Confira, abaixo, os números:
Para a doutora em sociologia Lourdes Maria Bandeira, do Núcleo de Estudos e Pesquisas sobre Mulheres da Universidade de Brasília (UnB), existe um importante trabalho do Estado em relação aos crimes de gênero no DF. No entanto, ainda são necessárias mais ações preventivas.
“O fato da mulher ter mais formas de pedir ajuda, de ir na farmácia com um “x” na mão, de um vizinho fazer a denúncia pela internet, é algo positivo.

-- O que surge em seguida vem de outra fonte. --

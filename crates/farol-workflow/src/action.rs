//! Next admin action for a submission.
//!
//! Every pipeline state maps to exactly one call-to-action descriptor, and
//! at most one of them is ever enabled. The admin UI renders the descriptor
//! as-is; it never derives stage logic on its own.

use serde::{Deserialize, Serialize};

use crate::labels;
use crate::stage::{Stage, resolve_stage};
use crate::types::{Analysis, AnalysisStatus, Enrichment, EnrichmentStatus};

/// Admin operations the pipeline can ask for.
#[derive(Debug, Clone, Copy, PartialEq, Eq, Serialize, Deserialize)]
#[serde(rename_all = "snake_case")]
pub enum ActionKind {
  StartEnrichment,
  ApproveEnrichment,
  RetryEnrichment,
  GenerateAnalysis,
  ApproveAnalysis,
  RetryAnalysis,
  SendToClient,
}

/// Descriptor for the single admin call-to-action button.
#[derive(Debug, Clone, PartialEq, Serialize, Deserialize)]
#[serde(rename_all = "camelCase")]
pub struct NextAction {
  pub label: String,
  pub description: String,

  /// The operation to dispatch when the button is pressed. `None` for
  /// waiting and terminal descriptors.
  #[serde(default, skip_serializing_if = "Option::is_none")]
  pub kind: Option<ActionKind>,

  pub enabled: bool,

  /// Why the button is disabled, when it is.
  #[serde(default, skip_serializing_if = "Option::is_none")]
  pub disabled_reason: Option<String>,
}

impl NextAction {
  fn actionable(kind: ActionKind) -> Self {
    let (label, description) = labels::action_copy(kind);
    Self {
      label: label.to_string(),
      description: description.to_string(),
      kind: Some(kind),
      enabled: true,
      disabled_reason: None,
    }
  }

  fn waiting(label: &str, description: &str, reason: &str) -> Self {
    Self {
      label: label.to_string(),
      description: description.to_string(),
      kind: None,
      enabled: false,
      disabled_reason: Some(reason.to_string()),
    }
  }

  fn done() -> Self {
    let (label, description) = labels::stage_copy(Stage::Complete);
    Self {
      label: label.to_string(),
      description: description.to_string(),
      kind: None,
      enabled: false,
      disabled_reason: None,
    }
  }
}

/// Compute the single legal next admin action for the pipeline state.
///
/// Delegates stage resolution to [`resolve_stage`], then picks the one
/// actionable item within that stage. Failed sub-resources get an enabled
/// retry action; everything still in flight gets a disabled waiting
/// descriptor with a reason.
pub fn resolve_next_action(
  enrichment: Option<&Enrichment>,
  analysis: Option<&Analysis>,
) -> NextAction {
  match resolve_stage(enrichment, analysis) {
    Stage::Complete => NextAction::done(),

    Stage::Analysis => match analysis.map(|a| a.status) {
      Some(AnalysisStatus::Approved) => NextAction::actionable(ActionKind::SendToClient),
      Some(AnalysisStatus::Completed) => NextAction::actionable(ActionKind::ApproveAnalysis),
      Some(AnalysisStatus::Failed) => NextAction::actionable(ActionKind::RetryAnalysis),
      // Pending, Unknown. Sent and None are unreachable at this stage.
      _ => NextAction::waiting(
        "Análise em Processamento",
        "A análise estratégica está sendo gerada.",
        "Aguardando conclusão da análise",
      ),
    },

    Stage::Enrichment => match enrichment.map(|e| e.status) {
      Some(EnrichmentStatus::Approved) => NextAction::actionable(ActionKind::GenerateAnalysis),
      Some(EnrichmentStatus::Finished) => NextAction::actionable(ActionKind::ApproveEnrichment),
      Some(EnrichmentStatus::Failed) => NextAction::actionable(ActionKind::RetryEnrichment),
      // Pending, Unknown. None is unreachable at this stage.
      _ => NextAction::waiting(
        "Enriquecimento em Andamento",
        "Os dados da empresa estão sendo coletados.",
        "Aguardando coleta de dados",
      ),
    },

    Stage::Submission => NextAction::actionable(ActionKind::StartEnrichment),
  }
}
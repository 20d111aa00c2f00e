//! Units of measurement used by the built-in catalogues

pub const UNIT_AMPERE: &str = "A";
pub const UNIT_CELSIUS: &str = "°C";
pub const UNIT_DEGREES: &str = "°";
pub const UNIT_EMPTY: &str = "";
pub const UNIT_HERTZ: &str = "Hz";
pub const UNIT_HOUR: &str = "h";
pub const UNIT_KILOWATT: &str = "kW";
pub const UNIT_KILOWATT_HOURS: &str = "kWh";
pub const UNIT_VOLT: &str = "V";
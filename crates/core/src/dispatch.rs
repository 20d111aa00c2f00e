//! Binding dispatcher

use crate::driver::{find_slot, Driver, SetterSlot};
use crate::error::{ConfigError, Result};
use crate::sensor::SensorInstance;

/// Attach a sensor to the slot serving `key` on the driver
///
/// The slot is looked up in the driver's static slot table; a missing slot or
/// a slot of the other kind means catalogue and driver have drifted apart.
pub fn bind<D: Driver>(driver: &mut D, key: &str, sensor: SensorInstance) -> Result<()> {
    let slot = find_slot::<D>(key).ok_or_else(|| {
        ConfigError::mismatch(D::family(), key, "driver has no slot for this field")
    })?;

    match (&slot.setter, sensor) {
        (SetterSlot::Numeric(set), SensorInstance::Numeric(sensor)) => set(&mut *driver, sensor),
        (SetterSlot::Text(set), SensorInstance::Text(sensor)) => set(&mut *driver, sensor),
        (setter, sensor) => {
            return Err(ConfigError::mismatch(
                D::family(),
                key,
                format!(
                    "slot {} takes a {} sensor, got a {} sensor",
                    slot.setter_name,
                    setter.kind(),
                    sensor.kind()
                ),
            ))
        }
    }

    log::debug!(
        "{}: bound '{}' via {}",
        driver.settings().id,
        key,
        slot.setter_name
    );
    Ok(())
}
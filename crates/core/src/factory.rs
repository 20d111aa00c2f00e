//! Sensor factory

use crate::error::{ConfigError, Result};
use crate::registry::{RegistryError, SensorRegistry};
use crate::sensor::{NumericSensor, SensorId, SensorInstance, TextSensor};
use omnik_sens_types::FieldMetadata;
use std::sync::Arc;

/// Builds sensors from normalized metadata and registers them with the host
pub struct SensorFactory<'r> {
    registry: &'r mut dyn SensorRegistry,
    created: Vec<SensorId>,
}

impl<'r> SensorFactory<'r> {
    pub fn new(registry: &'r mut dyn SensorRegistry) -> Self {
        Self {
            registry,
            created: Vec::new(),
        }
    }

    /// Construct the sensor matching the metadata kind and register it
    ///
    /// `owner` is the id of the driver the sensor will be bound to; it only
    /// matters for sensors without a name.
    pub fn create(
        &mut self,
        owner: &str,
        key: &str,
        metadata: FieldMetadata,
    ) -> Result<SensorInstance> {
        let id = SensorId::for_field(owner, key, metadata.name());
        let sensor = match metadata {
            FieldMetadata::Numeric(metadata) => {
                SensorInstance::Numeric(Arc::new(NumericSensor::new(id, key, metadata)))
            }
            FieldMetadata::Text(metadata) => {
                SensorInstance::Text(Arc::new(TextSensor::new(id, key, metadata)))
            }
        };

        let id = self
            .registry
            .register(sensor.clone())
            .map_err(|e| match e {
                RegistryError::DuplicateIdentity(_) => ConfigError::RegistrationConflict {
                    key: key.to_string(),
                    reason: e.to_string(),
                },
            })?;
        self.created.push(id);
        Ok(sensor)
    }

    /// Ids registered through this factory so far
    pub fn created(&self) -> &[SensorId] {
        &self.created
    }

    /// Unregister everything this factory registered
    pub fn roll_back(&mut self) {
        for id in self.created.drain(..).rev() {
            if self.registry.unregister(&id).is_none() {
                log::warn!("Sensor '{}' was already gone during rollback", id);
            }
        }
    }
}

#[cfg(test)]
mod tests {
    use super::*;
    use crate::registry::Registry;
    use omnik_sens_types::{
        DeviceClass, EntityCategory, FieldKind, NumericMetadata, StateClass, TextMetadata,
    };

    fn energy_today() -> FieldMetadata {
        FieldMetadata::Numeric(NumericMetadata {
            name: "Inverter Energy today".to_string(),
            entity_category: EntityCategory::None,
            internal: false,
            unit: "kWh".to_string(),
            device_class: DeviceClass::Energy,
            state_class: StateClass::TotalIncreasing,
            accuracy_decimals: 2,
        })
    }

    #[test]
    fn test_create_numeric_sensor() {
        let mut registry = Registry::new();
        let sensor = SensorFactory::new(&mut registry)
            .create("inverter", "energy_today", energy_today())
            .unwrap();

        match &sensor {
            SensorInstance::Numeric(numeric) => {
                assert_eq!(numeric.metadata().unit, "kWh");
                assert_eq!(numeric.metadata().state_class, StateClass::TotalIncreasing);
                assert_eq!(numeric.metadata().accuracy_decimals, 2);
                assert_eq!(numeric.id().as_str(), "inverter_energy_today");
            }
            other => panic!("expected numeric sensor, got {:?}", other),
        }

        let registered = registry.get(sensor.id()).unwrap();
        assert!(registered.same_object(&sensor));
    }

    #[test]
    fn test_create_text_sensor() {
        let mut registry = Registry::new();
        let metadata = FieldMetadata::Text(TextMetadata {
            name: "Logger IP address".to_string(),
            entity_category: EntityCategory::Diagnostic,
            internal: false,
        });
        let sensor = SensorFactory::new(&mut registry)
            .create("logger", "ip_address", metadata.clone())
            .unwrap();
        assert_eq!(sensor.kind(), FieldKind::Text);
        assert_eq!(sensor.metadata(), metadata);
    }

    #[test]
    fn test_registration_conflict_and_rollback() {
        let mut registry = Registry::new();
        let mut factory = SensorFactory::new(&mut registry);
        factory.create("a", "energy_today", energy_today()).unwrap();

        let err = factory
            .create("b", "energy_today", energy_today())
            .unwrap_err();
        assert!(matches!(err, ConfigError::RegistrationConflict { ref key, .. } if key == "energy_today"));
        assert_eq!(factory.created().len(), 1);

        factory.roll_back();
        assert!(factory.created().is_empty());
        assert!(registry.is_empty());
    }
}
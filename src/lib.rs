//! omnik-sens: Field registry and sensor binding for Omnik solar equipment
//!
//! This library ties the workspace together:
//! - Configuration loading (driver units and per-field overrides)
//! - Setup of every configured unit against one sensor registry

pub mod config;
pub mod setup;

// Re-export commonly used types
pub use config::{AppConfig, DriverConfig};
pub use setup::{configure_all, Summary};
//! Minimal drivers and sensors shared by the unit tests of this crate

use crate::driver::{Driver, DriverSettings, SetterSlot, Slot};
use crate::sensor::{NumericSensor, SensorId, SensorInstance, TextSensor};
use omnik_sens_types::{
    DeviceClass, DriverFamily, EntityCategory, FieldCatalogue, FieldDescriptor, MessageId,
    NumericMetadata, StateClass, TextMetadata,
};
use once_cell::sync::Lazy;
use std::sync::Arc;

const MESSAGE: MessageId = MessageId::new(0x11, 0x90);

static TEST_CATALOGUE: Lazy<FieldCatalogue> = Lazy::new(|| {
    FieldCatalogue::new(
        DriverFamily::Inverter,
        vec![
            FieldDescriptor::numeric(
                "power",
                MESSAGE,
                "Test Power",
                "kW",
                DeviceClass::Power,
                StateClass::Measurement,
                3,
            ),
            FieldDescriptor::text("status", MESSAGE, "Test Status", EntityCategory::Diagnostic),
            FieldDescriptor::numeric(
                "phase_voltage",
                MESSAGE,
                "Test Phase voltage",
                "V",
                DeviceClass::Voltage,
                StateClass::Measurement,
                1,
            )
            .internal(),
        ],
    )
});

/// Driver whose slot table matches its catalogue
pub(crate) struct TestDriver {
    settings: DriverSettings,
    pub power: Option<Arc<NumericSensor>>,
    pub status: Option<Arc<TextSensor>>,
    pub phase_voltage: Option<Arc<NumericSensor>>,
    pub calls: Vec<&'static str>,
}

impl TestDriver {
    const SLOTS: &'static [Slot<Self>] = &[
        Slot {
            key: "power",
            setter_name: "set_power_sensor",
            setter: SetterSlot::Numeric(Self::set_power_sensor),
        },
        Slot {
            key: "status",
            setter_name: "set_status_text_sensor",
            setter: SetterSlot::Text(Self::set_status_text_sensor),
        },
        Slot {
            key: "phase_voltage",
            setter_name: "set_phase_voltage_sensor",
            setter: SetterSlot::Numeric(Self::set_phase_voltage_sensor),
        },
    ];

    fn set_power_sensor(&mut self, sensor: Arc<NumericSensor>) {
        self.calls.push("set_power_sensor");
        self.power = Some(sensor);
    }

    fn set_status_text_sensor(&mut self, sensor: Arc<TextSensor>) {
        self.calls.push("set_status_text_sensor");
        self.status = Some(sensor);
    }

    fn set_phase_voltage_sensor(&mut self, sensor: Arc<NumericSensor>) {
        self.calls.push("set_phase_voltage_sensor");
        self.phase_voltage = Some(sensor);
    }
}

impl Default for TestDriver {
    fn default() -> Self {
        Self::new(DriverSettings::new("test", "uart_bus"))
    }
}

impl Driver for TestDriver {
    fn family() -> DriverFamily {
        DriverFamily::Inverter
    }

    fn catalogue() -> &'static FieldCatalogue {
        &TEST_CATALOGUE
    }

    fn slots() -> &'static [Slot<Self>] {
        Self::SLOTS
    }

    fn new(settings: DriverSettings) -> Self {
        Self {
            settings,
            power: None,
            status: None,
            phase_voltage: None,
            calls: Vec::new(),
        }
    }

    fn settings(&self) -> &DriverSettings {
        &self.settings
    }

    fn bound_sensors(&self) -> Vec<(&'static str, Option<SensorInstance>)> {
        vec![
            ("power", self.power.clone().map(SensorInstance::Numeric)),
            ("status", self.status.clone().map(SensorInstance::Text)),
            (
                "phase_voltage",
                self.phase_voltage.clone().map(SensorInstance::Numeric),
            ),
        ]
    }
}

/// Driver that lost its `status` slot and gained one the catalogue lacks
pub(crate) struct DriftedDriver {
    settings: DriverSettings,
}

impl DriftedDriver {
    const SLOTS: &'static [Slot<Self>] = &[
        Slot {
            key: "power",
            setter_name: "set_power_sensor",
            setter: SetterSlot::Numeric(Self::ignore_numeric),
        },
        Slot {
            key: "phase_voltage",
            setter_name: "set_phase_voltage_sensor",
            setter: SetterSlot::Numeric(Self::ignore_numeric),
        },
        Slot {
            key: "ip_address",
            setter_name: "set_ip_address_text_sensor",
            setter: SetterSlot::Text(Self::ignore_text),
        },
    ];

    fn ignore_numeric(&mut self, _sensor: Arc<NumericSensor>) {}

    fn ignore_text(&mut self, _sensor: Arc<TextSensor>) {}
}

impl Driver for DriftedDriver {
    fn family() -> DriverFamily {
        DriverFamily::Inverter
    }

    fn catalogue() -> &'static FieldCatalogue {
        &TEST_CATALOGUE
    }

    fn slots() -> &'static [Slot<Self>] {
        Self::SLOTS
    }

    fn new(settings: DriverSettings) -> Self {
        Self { settings }
    }

    fn settings(&self) -> &DriverSettings {
        &self.settings
    }

    fn bound_sensors(&self) -> Vec<(&'static str, Option<SensorInstance>)> {
        Vec::new()
    }
}

pub(crate) fn numeric_sensor(key: &str, name: &str) -> SensorInstance {
    SensorInstance::Numeric(Arc::new(NumericSensor::new(
        SensorId::from_name(name),
        key,
        NumericMetadata {
            name: name.to_string(),
            entity_category: EntityCategory::None,
            internal: false,
            unit: "kW".to_string(),
            device_class: DeviceClass::Power,
            state_class: StateClass::Measurement,
            accuracy_decimals: 3,
        },
    )))
}

pub(crate) fn text_sensor(key: &str, name: &str) -> SensorInstance {
    SensorInstance::Text(Arc::new(TextSensor::new(
        SensorId::from_name(name),
        key,
        TextMetadata {
            name: name.to_string(),
            entity_category: EntityCategory::Diagnostic,
            internal: false,
        },
    )))
}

Porém, muitas vítimas ainda deixam de denunciar porque vivem sob ameaça, dependem financeiramente do agressor e precisam garantir o sustento dos filhos… Então, é necessário maior acolhimento institucional”, assinala.
Além disso, ela defende que há outra questão a ser tratada: “a compreensão da mulher sobre o crime”. “Um dia, ela é obrigada a ter relação sexual com o companheiro; no outro, recebe um chute. Essas violências cotidianas, se não anunciadas, podem seguir até o estágio do feminicídio. Então, precisamos de um trabalho de conscientização das mulheres sobre a violência também”, alerta a professora.
Prevenção
Apenas nos 12 primeiros dias de 2021, o Distrito Federal registrou dois feminicídios. Uma das vítimas foi Marley de Barcelos Dias, 54 anos. Cerca de sete horas antes de cometer o crime, o ex-companheiro dela, Geovane Geraldo Mendes da Cunha, 44, teve um mandado de prisão expedido pela Justiça do DF.
Geovane deveria cumprir pena em regime semiaberto por um processo de 2015 que foi movido pelo Ministério Público do DF (MPDFT) por violência doméstica contra Marley. Na época, ela retirou a primeira de duas medidas protetivas que pediu, mas a denúncia feita pelo órgão público teve prosseguimento.
O cumprimento da pena poderia ter iniciado em junho, mas a expedição do mandado de prisão foi postergada mais de uma vez. Seis meses depois, nessa segunda-feira (11/1), o mandado saiu, mas não foi cumprido a tempo de evitar a morte de Marley.
Segundo a professora Lourdes, a denúncia deve ser apenas o primeiro passo do processo, tanto por parte das vítimas, como do Estado. “É preciso que haja um prosseguimento, no sentido de: ‘Quais são as estratégias que vamos articular para evitar o feminicídio?’ Que não fique apenas na denúncia”, enfatiza.
“A instalação da Deam II mostra como uma política pública pode fazer a diferença. Quantos feminicídios podem ter sido evitados após mulheres procurarem uma ajuda especializada? Mas esse trabalho precisa ir até o fim”, reforça a professora.